Money's no object. Nothing counts, now, but _results_!

"I want the process all mapped out and ready for me, in its essential
outlines, two weeks from today. If it isn't--" His gesture was a menace.
"If it is--well, you'll be suitably rewarded. And no leaks, now. Not a
word of this to any one, understand? If it gets out, you know what I can
do to you, and will! Remember Roswell; remember Parker Hayes. _They_ let
news get to the Dillingham-Saunders people, about the new Tezzoni
radio-electric system--and one's dead, now, a suicide; the other's in
Sing-Sing for eighteen years. Remember that--and keep your mouth shut!"

"Yes, sir. I understand."

"All right, then. A fortnight from today, report to me here. And mind
you, have something to report, or--!"

"Yes, sir."

"Very well! Now, go!"

Thus dismissed, Herzog gathered together his books and papers, blinked a
moment with those peculiar wall-eyes of his, arose and, bowing first to
Flint and then to the keenly-watching Waldron, backed out of the office.

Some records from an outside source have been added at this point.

use camino::{Utf8Path, Utf8PathBuf};
use eclipse_predictor::catalog::merge::build_catalog;
use tempfile::TempDir;

pub const GCVS_SAMPLE: &str = "tests/data/gcvs_sample.txt";
pub const KRAKOW_SAMPLE: &str = "tests/data/krakow_sample.txt";

/// Build the sample eclipsing catalog inside `dir` and return its path.
pub fn build_sample_catalog(dir: &TempDir) -> Utf8PathBuf {
    let data_dir = Utf8Path::from_path(dir.path()).unwrap();
    let output = data_dir.join("eclipsingVariableStarData.json");
    build_catalog(
        Utf8Path::new(GCVS_SAMPLE),
        Utf8Path::new(KRAKOW_SAMPLE),
        &output,
    )
    .unwrap();
    output
}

When the door had closed behind him, Flint turned to his partner with a
nervous laugh.

"That's the way to get results, eh?" he exclaimed. "No dilly-dallying
and no soft soap; but just lay the lash right on, hard--they jump then,
the vermin! Results! That fellow will work his head off, the next two
weeks; and there'll be something doing when he comes again. You'll see!"

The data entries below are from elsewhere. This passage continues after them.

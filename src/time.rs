//! # Calendar timestamps ⇄ Julian Date
//!
//! Timestamps are [`hifitime::Epoch`] values read as **wall-clock labels**: the caller decides
//! which local time they represent, and the conversion never applies a timezone or a leap
//! second. The mapping is linear, anchored on the civil date
//! [`ANCHOR_CIVIL_DATE`] ↔ [`J2000_JD`], with a fixed-length day of 86 400 000 ms.
//!
//! Timestamps carry **millisecond** resolution; sub-millisecond parts are rounded away on
//! entry so that `epoch_from_julian_date(julian_date(t)) == t` holds exactly.
use hifitime::{Duration, Epoch};

use crate::constants::{JulianDate, ANCHOR_CIVIL_DATE, J2000_JD, MILLISECONDS_PER_DAY};

const NANOS_PER_MILLI: i128 = 1_000_000;

/// Wall-clock epoch attached to [`J2000_JD`].
pub fn anchor_epoch() -> Epoch {
    let (year, month, day, hour) = ANCHOR_CIVIL_DATE;
    Epoch::from_gregorian_utc_hms(year, month, day, hour, 0, 0)
}

/// Whole milliseconds elapsed between the anchor and `epoch`, rounded to the nearest one.
fn milliseconds_since_anchor(epoch: &Epoch) -> i128 {
    let nanos = (epoch.to_utc_duration() - anchor_epoch().to_utc_duration()).total_nanoseconds();
    let millis = nanos.div_euclid(NANOS_PER_MILLI);
    if nanos.rem_euclid(NANOS_PER_MILLI) * 2 >= NANOS_PER_MILLI {
        millis + 1
    } else {
        millis
    }
}

/// Convert a wall-clock timestamp to a Julian Date.
///
/// Arguments
/// ---------
/// * `epoch`: the calendar timestamp, read in the UTC scale as a wall-clock label
///
/// Return
/// ------
/// * the Julian Date of the timestamp
pub fn julian_date(epoch: &Epoch) -> JulianDate {
    J2000_JD + milliseconds_since_anchor(epoch) as f64 / MILLISECONDS_PER_DAY
}

/// Convert a Julian Date back to a wall-clock timestamp, rounded to the millisecond.
///
/// Arguments
/// ---------
/// * `jd`: a Julian Date
///
/// Return
/// ------
/// * the calendar timestamp, exact inverse of [`julian_date`]
pub fn epoch_from_julian_date(jd: JulianDate) -> Epoch {
    let millis = ((jd - J2000_JD) * MILLISECONDS_PER_DAY).round() as i128;
    let offset = Duration::from_total_nanoseconds(millis * NANOS_PER_MILLI);
    Epoch::from_utc_duration(anchor_epoch().to_utc_duration() + offset)
}

/// Render a timestamp as an ISO-8601 wall-clock string with millisecond precision.
///
/// The output never carries a timezone suffix, mirroring the wall-clock semantics of
/// [`julian_date`].
pub fn format_timestamp(epoch: &Epoch) -> String {
    let (y, m, d, hh, mm, ss, nanos) = epoch.to_gregorian_utc();
    format!(
        "{y:04}-{m:02}-{d:02}T{hh:02}:{mm:02}:{ss:02}.{:03}",
        nanos / 1_000_000
    )
}

/// Default observing night starting on the civil date of `date`.
///
/// The night runs from 20:00 on that date to 05:00 on the following day. The date is
/// explicit so that no search ever depends on the current clock.
///
/// Arguments
/// ---------
/// * `date`: any timestamp on the civil date the night starts
///
/// Return
/// ------
/// * `(start, end)` Julian Dates of the night
pub fn night_window(date: &Epoch) -> (JulianDate, JulianDate) {
    let (y, m, d, _, _, _, _) = date.to_gregorian_utc();
    let start = julian_date(&Epoch::from_gregorian_utc_hms(y, m, d, 20, 0, 0));
    let morning = julian_date(&Epoch::from_gregorian_utc_hms(y, m, d, 5, 0, 0));
    (start, morning + 1.0)
}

Waldron laughed nonchalantly. Once more the mask of indifference had
fallen over him, veiling the keen, incisive interest he had shown during
the interview.

"Something doing, yes," he drawled, puffing his cigar to a glow. "Only I
advise you to choose your men. Some day you'll try that on a real
man--one of the rough-necks you know, and--"

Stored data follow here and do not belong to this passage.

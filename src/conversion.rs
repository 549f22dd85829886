use crate::constants::{Degree, Radian, DPI, RADEG, RADH};

/// Degrees → radians (`rad = deg·π/180`)
#[inline]
pub fn deg_to_rad(degrees: Degree) -> Radian {
    degrees * RADEG
}

/// Radians → degrees
#[inline]
pub fn rad_to_deg(radians: Radian) -> Degree {
    radians / RADEG
}

/// Reduce an angle into `[0, 2π)`.
///
/// `rem_euclid` may round a tiny negative input up to exactly `2π`; that case folds to 0.
#[inline]
pub(crate) fn wrap_two_pi(angle: Radian) -> Radian {
    let wrapped = angle.rem_euclid(DPI);
    if wrapped >= DPI {
        0.0
    } else {
        wrapped
    }
}

/// Convert a sexagesimal right ascension to radians
///
/// Arguments
/// ---------
/// * `hours`, `minutes`, `seconds`: the right ascension components, all non-negative
///
/// Returns
/// -------
/// * the right ascension in radians
pub(crate) fn hms_to_rad(hours: f64, minutes: f64, seconds: f64) -> Radian {
    (hours + minutes / 60.0 + seconds / 3600.0) * RADH
}

/// Parse a sexagesimal declination to radians
///
/// Arguments
/// ---------
/// * `degrees`: the signed degree field as written in the catalogue (e.g. `"-05"`, `"+12"`, `"-00"`)
/// * `minutes`, `seconds`: the unsigned minute and second fields
///
/// Returns
/// -------
/// * `Option<Radian>`: the declination in radians, the sign applying to the whole angle.
///   Returns `None` if a field is not a number.
pub(crate) fn parse_dms_to_rad(degrees: &str, minutes: &str, seconds: &str) -> Option<Radian> {
    let sign = if degrees.trim_start().starts_with('-') {
        -1.0
    } else {
        1.0
    };
    let d: f64 = degrees
        .trim()
        .trim_start_matches(&['-', '+'][..])
        .parse()
        .ok()?;
    let m: f64 = minutes.trim().parse().ok()?;
    let s: f64 = seconds.trim().parse().ok()?;

    Some(deg_to_rad(sign * (d + m / 60.0 + s / 3600.0)))
}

Flint snapped his fingers contemptuously, gazed at Waldron a moment with
unwinking eyes and tugged at his mustache.

"When I need advice on handling men, I'll ask for it," he rapped out.
Then, glancing at the Louis XIV clock: "Past the time for that C.P.S.
board-meeting, Wally. No more of this, now. We'll talk it over at the
Country Club, tonight; but for the present, let's dismiss it from our
minds."

"Right!" answered the other, and arose, yawning, as though the whole
subject were of but indifferent interest to him. "It's all moonshine,
Flint. All a pipe-dream. Defoe's philosophers, who spent their lives
trying to extract sunshine from cucumbers, never entertained any more
fantastic notion than this of yours. However, it's your funeral, not
mine. You're paying for it. I decline to put in any funds for any such
purpose. Amuse yourself; you've got to settle the bill."

Flint smiled sourly, his gold tooth glinting, but made no answer.

"Come along," said his partner, moving toward the door. "They're waiting
for us, already, at the board meeting. And there's big business coming
up, today--that strike situation, you remember. Slade's going to be on
deck. We've got to decide, at once, whether or not we're going to turn
him loose on the miners, to smash that gang of union thugs and Socialist
fanatics, and do it right. _That's_ a game worth playing, Flint; but
this Air Trust vagary of yours--stuff and nonsense!"

Flint, for all reply, merely cast a strange look at his partner, with
those strongly-contracted pupils of his; and so the two vultures of prey
betook themselves to the board room where already, round the long
rosewood table, Walter Slade of the Cosmos Detective Company was laying
out his strike-breaking plans to the attentive captains of industry.




CHAPTER IV.

AN INTERLOPER.


On the eleventh day after this interview between the two men who,
between them, practically held the whole world in their grasp, Herzog
telephoned up from Oakwood Heights and took the liberty of informing
Flint that his experiments had reached a point of such success that he
prayed Flint would condescend to visit the laboratories in person.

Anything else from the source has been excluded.